Skip to main navigation menu Skip to main content Skip to site footer

Editorial

Vol. 17 No. 1 (2024): Drawing Anthropocene

Drawing Anthropocene: Editorial

  • Sarah Casey
  • Gerry Davies
Submitted
12 February 2024
Published
11-03-2024

Abstract

This edition of TRACEY examines connections between drawing and the concept of Anthropocene. 

The term Anthropocene, coined at the start of the new millennium by geochemist Paul Crutzen and freshwater researcher Eugene Stoermer, denotes a new period of geological time, reflecting the extent to which human activity is making its mark on geologic stratigraphy. While there remains debate about the precise starting point of the Anthropocene, the concept is now widespread and in common usage as a byword for human impact on the environment. For the humanities and social sciences and arts, the term has a useful flexibility, used to bring together thinking about the ways in which traces of human presence impact upon the earth. 

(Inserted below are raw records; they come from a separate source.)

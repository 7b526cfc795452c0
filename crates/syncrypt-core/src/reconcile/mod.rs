pub mod classifier;
pub mod deletion;

pub use classifier::{classify, Classification};
pub use deletion::{
    apply_deletions, detect_deletions, review_deletions, DeletionReport, DetectReport,
};
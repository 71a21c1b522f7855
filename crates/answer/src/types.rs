//! Answer types.

use serde::{Deserialize, Serialize};
use std::fmt;
use xqa_core::config::AnswerDefaults;
use xqa_search::client::{DEFAULT_FRAGMENT_SIZE, DEFAULT_LIMIT};
use xqa_search::SearchRequest;

/// A scored answer read from one excerpt of one article.
#[derive(Debug, Clone, PartialEq, Serialize, Deserialize)]
pub struct CandidateAnswer {
    /// Id of the article the excerpt came from
    pub article_id: u64,

    /// Title of that article
    pub article_title: String,

    /// The highlighted excerpt, as returned by retrieval
    pub excerpt: String,

    /// Reconstructed answer text
    pub answer: String,

    /// Mean of the best start and end scores
    pub score: f32,
}

impl fmt::Display for CandidateAnswer {
    fn fmt(&self, f: &mut fmt::Formatter<'_>) -> fmt::Result {
        write!(
            f,
            "PossibleAnswer: score={} answer=\"{}\"",
            self.score, self.answer
        )
    }
}

/// Per-request knobs.
#[derive(Debug, Clone, Copy, PartialEq, Eq, Serialize, Deserialize)]
pub struct AnswerOptions {
    /// Number of articles to retrieve
    pub n: usize,

    /// Highlight fragment size in characters
    pub fragment_size: usize,
}

impl Default for AnswerOptions {
    fn default() -> Self {
        Self {
            n: DEFAULT_LIMIT,
            fragment_size: DEFAULT_FRAGMENT_SIZE,
        }
    }
}

impl From<&AnswerDefaults> for AnswerOptions {
    fn from(defaults: &AnswerDefaults) -> Self {
        Self {
            n: defaults.n,
            fragment_size: defaults.fragment_size,
        }
    }
}

impl AnswerOptions {
    pub fn with_n(mut self, n: usize) -> Self {
        self.n = n;
        self
    }

    pub fn with_fragment_size(mut self, fragment_size: usize) -> Self {
        self.fragment_size = fragment_size;
        self
    }

    /// Build the retrieval request for `question`.
    pub fn search_request(&self, question: &str) -> SearchRequest {
        SearchRequest::new(question)
            .with_limit(self.n)
            .with_fragment_size(self.fragment_size)
    }
}

/// Every candidate read for a question, before filtering.
#[derive(Debug, Clone, Default, PartialEq)]
pub struct CandidateSet {
    /// Candidates in retrieval order (hit by hit, excerpt by excerpt)
    pub candidates: Vec<CandidateAnswer>,

    /// Number of excerpts whose extraction failed
    pub failures: usize,
}

/// Result of one top-level answer request.
#[derive(Debug, Clone, PartialEq, Serialize, Deserialize)]
pub struct QaResponse {
    /// Sequence number of this request
    pub request_id: u64,

    /// Best answer, or `None` when nothing survived ranking
    pub answer: Option<CandidateAnswer>,
}

impl QaResponse {
    pub fn has_answer(&self) -> bool {
        self.answer.is_some()
    }
}
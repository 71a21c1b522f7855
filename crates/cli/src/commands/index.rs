//! Index command handlers.

use clap::{Args, Subcommand};
use xqa_core::{config::AppConfig, AppResult};
use xqa_search::create_client;

/// Article index management
#[derive(Args, Debug)]
pub struct IndexCommand {
    #[command(subcommand)]
    pub command: IndexSubcommand,
}

#[derive(Subcommand, Debug)]
pub enum IndexSubcommand {
    /// Create the article index if it does not exist
    Init,

    /// Check that the search backend is reachable and the index exists
    Check,
}

impl IndexCommand {
    /// Execute the index command.
    pub async fn execute(&self, config: &AppConfig) -> AppResult<()> {
        let client = create_client(&config.search)?;

        match self.command {
            IndexSubcommand::Init => {
                tracing::info!("Initializing index '{}'", config.search.index);
                client.ensure_index().await?;
                println!(
                    "Index '{}' is ready at {}",
                    config.search.index, config.search.endpoint
                );
            }
            IndexSubcommand::Check => {
                client.connect().await?;
                println!(
                    "{} at {} is reachable; index '{}' exists",
                    client.provider_name(),
                    config.search.endpoint,
                    config.search.index
                );
            }
        }

        Ok(())
    }
}
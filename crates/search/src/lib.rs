//! Retrieval crate for XQA.
//!
//! Provides a backend-agnostic abstraction over full-text search clusters
//! that return ranked article hits with highlighted text fragments.
//!
//! # Providers
//! - **OpenSearch** (default)
//! - **Elasticsearch** (same wire format)
//!
//! # Example
//! ```no_run
//! use xqa_search::{SearchClient, SearchRequest, providers::OpenSearchClient};
//!
//! # async fn example() -> Result<(), Box<dyn std::error::Error>> {
//! let client = OpenSearchClient::new("http://localhost:9200", "articles");
//! let request = SearchRequest::new("When was Ohio State founded?").with_limit(4);
//! for hit in client.search(&request).await? {
//!     println!("{} ({:.2}): {} fragments", hit.title, hit.score, hit.highlights.len());
//! }
//! # Ok(())
//! # }
//! ```

pub mod client;
pub mod factory;
pub mod providers;

// Re-export main types
pub use client::{ArticleHit, SearchClient, SearchRequest};
pub use factory::create_client;
pub use providers::OpenSearchClient;
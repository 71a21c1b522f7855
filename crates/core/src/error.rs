//! Error types for the XQA workspace.
//!
//! This module defines a unified error enum covering configuration, I/O,
//! retrieval, tokenization and inference failures.

use thiserror::Error;

/// Unified error type for the XQA workspace.
///
/// All fallible functions return `Result<T, AppError>`.
/// Non-test code never panics; errors are represented and propagated.
#[derive(Error, Debug)]
pub enum AppError {
    /// Configuration-related errors
    #[error("Configuration error: {0}")]
    Config(String),

    /// I/O and filesystem errors
    #[error("I/O error: {0}")]
    Io(#[from] std::io::Error),

    /// Search backend could not be reached (connection refused, timeout)
    #[error("Retrieval unavailable: {0}")]
    RetrievalUnavailable(String),

    /// Target collection does not exist in the search backend
    #[error("Index not ready: {0}")]
    IndexNotReady(String),

    /// Search backend answered, but with an error or an unreadable payload
    #[error("Retrieval error: {0}")]
    Retrieval(String),

    /// Model input could not be assembled (separator lost during truncation)
    #[error("Malformed input: {0}")]
    MalformedInput(String),

    /// Inference backend could not be reached
    #[error("Oracle unavailable: {0}")]
    OracleUnavailable(String),

    /// Inference backend returned an unusable result
    #[error("Inference error: {0}")]
    Inference(String),

    /// Tokenizer loading or encoding errors
    #[error("Tokenizer error: {0}")]
    Tokenizer(String),

    /// Serialization/deserialization errors
    #[error("Serialization error: {0}")]
    Serialization(String),

    /// Generic errors
    #[error("{0}")]
    Other(String),
}

impl AppError {
    /// Whether this error fails a whole request rather than a single excerpt.
    ///
    /// Retrieval and configuration problems are request-level; everything that
    /// can go wrong while reading one excerpt is not.
    pub fn is_request_fatal(&self) -> bool {
        matches!(
            self,
            AppError::Config(_)
                | AppError::RetrievalUnavailable(_)
                | AppError::IndexNotReady(_)
                | AppError::Retrieval(_)
        )
    }
}

impl From<serde_json::Error> for AppError {
    fn from(err: serde_json::Error) -> Self {
        AppError::Serialization(err.to_string())
    }
}

impl From<serde_yaml::Error> for AppError {
    fn from(err: serde_yaml::Error) -> Self {
        AppError::Serialization(err.to_string())
    }
}

/// Convenience type alias for Results with AppError.
pub type AppResult<T> = Result<T, AppError>;

#[cfg(test)]
mod tests {
    use super::*;

    #[test]
    fn test_request_fatal_classification() {
        assert!(AppError::RetrievalUnavailable("down".into()).is_request_fatal());
        assert!(AppError::IndexNotReady("articles".into()).is_request_fatal());
        assert!(!AppError::MalformedInput("no [SEP]".into()).is_request_fatal());
        assert!(!AppError::OracleUnavailable("refused".into()).is_request_fatal());
        assert!(!AppError::Inference("empty".into()).is_request_fatal());
    }

    #[test]
    fn test_display_prefixes() {
        let err = AppError::IndexNotReady("articles".to_string());
        assert_eq!(err.to_string(), "Index not ready: articles");

        let err: AppError = serde_json::from_str::<u32>("nope").unwrap_err().into();
        assert!(err.to_string().starts_with("Serialization error"));
    }
}
//! Retrieval client abstraction and request/response types.

use serde::{Deserialize, Serialize};
use xqa_core::AppResult;

/// Default number of articles to retrieve.
pub const DEFAULT_LIMIT: usize = 4;

/// Default highlight fragment size in characters.
pub const DEFAULT_FRAGMENT_SIZE: usize = 250;

/// Full-text retrieval request.
#[derive(Debug, Clone, Serialize, Deserialize)]
pub struct SearchRequest {
    /// The phrase (usually the question itself) to match
    pub query: String,

    /// Maximum number of article hits to return
    pub limit: usize,

    /// Character budget of each highlight fragment
    pub fragment_size: usize,
}

impl SearchRequest {
    /// Create a new request with the default limit and fragment size.
    pub fn new(query: impl Into<String>) -> Self {
        Self {
            query: query.into(),
            limit: DEFAULT_LIMIT,
            fragment_size: DEFAULT_FRAGMENT_SIZE,
        }
    }

    /// Set the maximum number of hits.
    pub fn with_limit(mut self, limit: usize) -> Self {
        self.limit = limit;
        self
    }

    /// Set the highlight fragment size.
    pub fn with_fragment_size(mut self, fragment_size: usize) -> Self {
        self.fragment_size = fragment_size;
        self
    }
}

/// One retrieved article.
#[derive(Debug, Clone, PartialEq, Serialize, Deserialize)]
pub struct ArticleHit {
    /// Relevance score assigned by the backend
    pub score: f32,

    /// Article identifier, unique within the index
    pub id: u64,

    /// Article title
    pub title: String,

    /// Highlighted body fragments, in backend order.
    /// Matched terms are wrapped in emphasis markers.
    pub highlights: Vec<String>,
}

/// Trait for retrieval backends.
///
/// Implementations must rank title matches at least as high as body matches
/// and return highlight fragments no longer than the requested size.
/// Calls are safe to issue concurrently.
#[async_trait::async_trait]
pub trait SearchClient: Send + Sync {
    /// Get the provider name (e.g., "opensearch").
    fn provider_name(&self) -> &str;

    /// Verify the backend is reachable and the article index exists.
    ///
    /// # Errors
    /// * `RetrievalUnavailable` if the backend cannot be reached
    /// * `IndexNotReady` if the index does not exist
    async fn connect(&self) -> AppResult<()>;

    /// Run a full-text query and return at most `request.limit` hits.
    ///
    /// An empty result is not an error.
    async fn search(&self, request: &SearchRequest) -> AppResult<Vec<ArticleHit>>;

    /// Create the article index if it does not exist yet.
    async fn ensure_index(&self) -> AppResult<()>;
}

The motivation for this special edition of TRACEY was twofold. Firstly, there has been an explosion of literature from many different fields accounting for developments in relation to Anthropocene thinking. It is high time to acknowledge and bring together a selection of the many rich and varied research applications of drawing encompassed under this term. Secondly, we have a sense that at its core, drawing is intimately connected to the concept of Anthropocene. Put simply, reduced to is basics Anthropocene is about trace, of action and its imprint. We might say the same about drawing. As such, Drawing Anthropocene is a particularly timely addition to the growing body of drawing research that looks beyond the borders of drawing to other disciplines and issues in the world.